---------- SOURCE INFORMATION

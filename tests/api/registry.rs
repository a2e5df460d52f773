use super::sentinel;
use rand::Rng;
use sentinel_guard::{
    base::{BlockType, ConcurrencyStat, MetricEvent, ReadStat, StatNode, TrafficType},
    stat::BucketLeapArray,
    utils::curr_time_millis,
};
use std::sync::Arc;

#[test]
fn concurrent_creation_yields_one_node() {
    let sentinel = Arc::new(sentinel());
    let handlers: Vec<_> = (0..32)
        .map(|_| {
            let sentinel = Arc::clone(&sentinel);
            std::thread::spawn(move || {
                sentinel
                    .entry("concurrent_creation")
                    .with_traffic_type(TrafficType::Inbound)
                    .build()
                    .unwrap()
                    .exit()
            })
        })
        .collect();
    for h in handlers {
        h.join().unwrap();
    }

    assert_eq!(sentinel.node_registry().len(), 1);
    let node = sentinel
        .node_registry()
        .get_resource_node("concurrent_creation", TrafficType::Inbound)
        .unwrap();
    assert_eq!(node.total(MetricEvent::Pass), 32);
    assert_eq!(node.total(MetricEvent::Complete), 32);
    assert_eq!(node.current_concurrency(), 0);
    assert_eq!(sentinel.inbound_metrics().pass_total, 32);
}

#[test]
fn origin_nodes() {
    let sentinel = sentinel();
    for origin in ["app-a", "app-b", "app-a"] {
        sentinel
            .entry("origin_nodes")
            .with_origin(origin.into())
            .build()
            .unwrap()
            .exit();
    }
    let node = sentinel
        .node_registry()
        .get_resource_node("origin_nodes", TrafficType::Outbound)
        .unwrap();
    assert_eq!(node.total(MetricEvent::Pass), 3);
    assert_eq!(
        node.get_origin_node("app-a")
            .unwrap()
            .total(MetricEvent::Pass),
        2
    );
    assert_eq!(node.origin_nodes().len(), 2);
    assert!(node.get_origin_node("app-c").is_none());
}

#[test]
fn authority_refuses_origin() {
    let sentinel = sentinel();
    sentinel
        .authority_slot()
        .set_checker(Some(Box::new(|_res: &str, origin: &str| origin != "intruder")));

    sentinel
        .entry("authority")
        .with_origin("friend".into())
        .build()
        .unwrap()
        .exit();
    let block_err = sentinel
        .entry("authority")
        .with_origin("intruder".into())
        .build()
        .unwrap_err();
    assert_eq!(block_err.block_type(), BlockType::Authority);
    assert_eq!(block_err.block_msg(), "origin intruder is not allowed");
    // calls without an origin are not checked
    sentinel.entry("authority").build().unwrap().exit();

    let item = &sentinel.resource_metrics("authority")[0];
    assert_eq!(item.pass_total, 2);
    assert_eq!(item.block_total, 1);
}

#[test]
fn directions_are_separate() {
    let sentinel = sentinel();
    sentinel.entry("directions").build().unwrap().exit();
    sentinel
        .entry("directions")
        .with_traffic_type(TrafficType::Inbound)
        .build()
        .unwrap()
        .exit();
    let metrics = sentinel.resource_metrics("directions");
    assert_eq!(metrics.len(), 2);
    assert!(metrics.iter().all(|item| item.pass_total == 1));
    assert_eq!(sentinel.all_resource_metrics().len(), 2);
}

#[test]
fn window_writers_not_double_counted() {
    let array = Arc::new(BucketLeapArray::new(20, 10000).unwrap());
    let now = curr_time_millis();
    let handlers: Vec<_> = (0..8)
        .map(|_| {
            let array = Arc::clone(&array);
            std::thread::spawn(move || {
                let mut rng = rand::thread_rng();
                let mut written = 0;
                for _ in 0..1000 {
                    let count = rng.gen_range(1..5);
                    // spread over the buckets of the window
                    array.add_count_with_time(now + rng.gen_range(0..5000), MetricEvent::Pass, count);
                    written += count;
                }
                written
            })
        })
        .collect();
    let written: u64 = handlers.into_iter().map(|h| h.join().unwrap()).sum();
    assert_eq!(array.count_with_time(now + 5000, MetricEvent::Pass), written);
}

#[test]
fn reset_statistics() {
    let sentinel = sentinel();
    sentinel.entry("reset").build().unwrap().exit();
    let mut params = sentinel.node_registry().params();
    params.sample_count = 1;
    sentinel.reset_statistics(params).unwrap();
    let item = &sentinel.resource_metrics("reset")[0];
    assert_eq!(item.pass_total, 0);
    assert_eq!(sentinel.node_registry().params(), params);
    assert_eq!(
        sentinel
            .node_registry()
            .inbound_node()
            .qps(MetricEvent::Pass),
        0.0
    );
}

--------------------

**EXERCISE AIM**
What you return must be the entries, given again word for word.

**EXPECTED OUTPUT**
filename tests/api/registry.rs
repository a2e5df460d52f773
use super::sentinel;
use rand::Rng;
use sentinel_guard::{
    base::{BlockType, ConcurrencyStat, MetricEvent, ReadStat, StatNode, TrafficType},
    stat::BucketLeapArray,
    utils::curr_time_millis,
};
use std::sync::Arc;

#[test]
fn concurrent_creation_yields_one_node() {
    let sentinel = Arc::new(sentinel());
    let handlers: Vec<_> = (0..32)
        .map(|_| {
            let sentinel = Arc::clone(&sentinel);
            std::thread::spawn(move || {
                sentinel
                    .entry("concurrent_creation")
                    .with_traffic_type(TrafficType::Inbound)
                    .build()
                    .unwrap()
                    .exit()
            })
        })
        .collect();
    for h in handlers {
        h.join().unwrap();
    }

    assert_eq!(sentinel.node_registry().len(), 1);
    let node = sentinel
        .node_registry()
        .get_resource_node("concurrent_creation", TrafficType::Inbound)
        .unwrap();
    assert_eq!(node.total(MetricEvent::Pass), 32);
    assert_eq!(node.total(MetricEvent::Complete), 32);
    assert_eq!(node.current_concurrency(), 0);
    assert_eq!(sentinel.inbound_metrics().pass_total, 32);
}

#[test]
fn origin_nodes() {
    let sentinel = sentinel();
    for origin in ["app-a", "app-b", "app-a"] {
        sentinel
            .entry("origin_nodes")
            .with_origin(origin.into())
            .build()
            .unwrap()
            .exit();
    }
    let node = sentinel
        .node_registry()
        .get_resource_node("origin_nodes", TrafficType::Outbound)
        .unwrap();
    assert_eq!(node.total(MetricEvent::Pass), 3);
    assert_eq!(
        node.get_origin_node("app-a")
            .unwrap()
            .total(MetricEvent::Pass),
        2
    );
    assert_eq!(node.origin_nodes().len(), 2);
    assert!(node.get_origin_node("app-c").is_none());
}

#[test]
fn authority_refuses_origin() {
    let sentinel = sentinel();
    sentinel
        .authority_slot()
        .set_checker(Some(Box::new(|_res: &str, origin: &str| origin != "intruder")));

    sentinel
        .entry("authority")
        .with_origin("friend".into())
        .build()
        .unwrap()
        .exit();
    let block_err = sentinel
        .entry("authority")
        .with_origin("intruder".into())
        .build()
        .unwrap_err();
    assert_eq!(block_err.block_type(), BlockType::Authority);
    assert_eq!(block_err.block_msg(), "origin intruder is not allowed");
    // calls without an origin are not checked
    sentinel.entry("authority").build().unwrap().exit();

    let item = &sentinel.resource_metrics("authority")[0];
    assert_eq!(item.pass_total, 2);
    assert_eq!(item.block_total, 1);
}

#[test]
fn directions_are_separate() {
    let sentinel = sentinel();
    sentinel.entry("directions").build().unwrap().exit();
    sentinel
        .entry("directions")
        .with_traffic_type(TrafficType::Inbound)
        .build()
        .unwrap()
        .exit();
    let metrics = sentinel.resource_metrics("directions");
    assert_eq!(metrics.len(), 2);
    assert!(metrics.iter().all(|item| item.pass_total == 1));
    assert_eq!(sentinel.all_resource_metrics().len(), 2);
}

#[test]
fn window_writers_not_double_counted() {
    let array = Arc::new(BucketLeapArray::new(20, 10000).unwrap());
    let now = curr_time_millis();
    let handlers: Vec<_> = (0..8)
        .map(|_| {
            let array = Arc::clone(&array);
            std::thread::spawn(move || {
                let mut rng = rand::thread_rng();
                let mut written = 0;
                for _ in 0..1000 {
                    let count = rng.gen_range(1..5);
                    // spread over the buckets of the window
                    array.add_count_with_time(now + rng.gen_range(0..5000), MetricEvent::Pass, count);
                    written += count;
                }
                written
            })
        })
        .collect();
    let written: u64 = handlers.into_iter().map(|h| h.join().unwrap()).sum();
    assert_eq!(array.count_with_time(now + 5000, MetricEvent::Pass), written);
}

#[test]
fn reset_statistics() {
    let sentinel = sentinel();
    sentinel.entry("reset").build().unwrap().exit();
    let mut params = sentinel.node_registry().params();
    params.sample_count = 1;
    sentinel.reset_statistics(params).unwrap();
    let item = &sentinel.resource_metrics("reset")[0];
    assert_eq!(item.pass_total, 0);
    assert_eq!(sentinel.node_registry().params(), params);
    assert_eq!(
        sentinel
            .node_registry()
            .inbound_node()
            .qps(MetricEvent::Pass),
        0.0
    );
}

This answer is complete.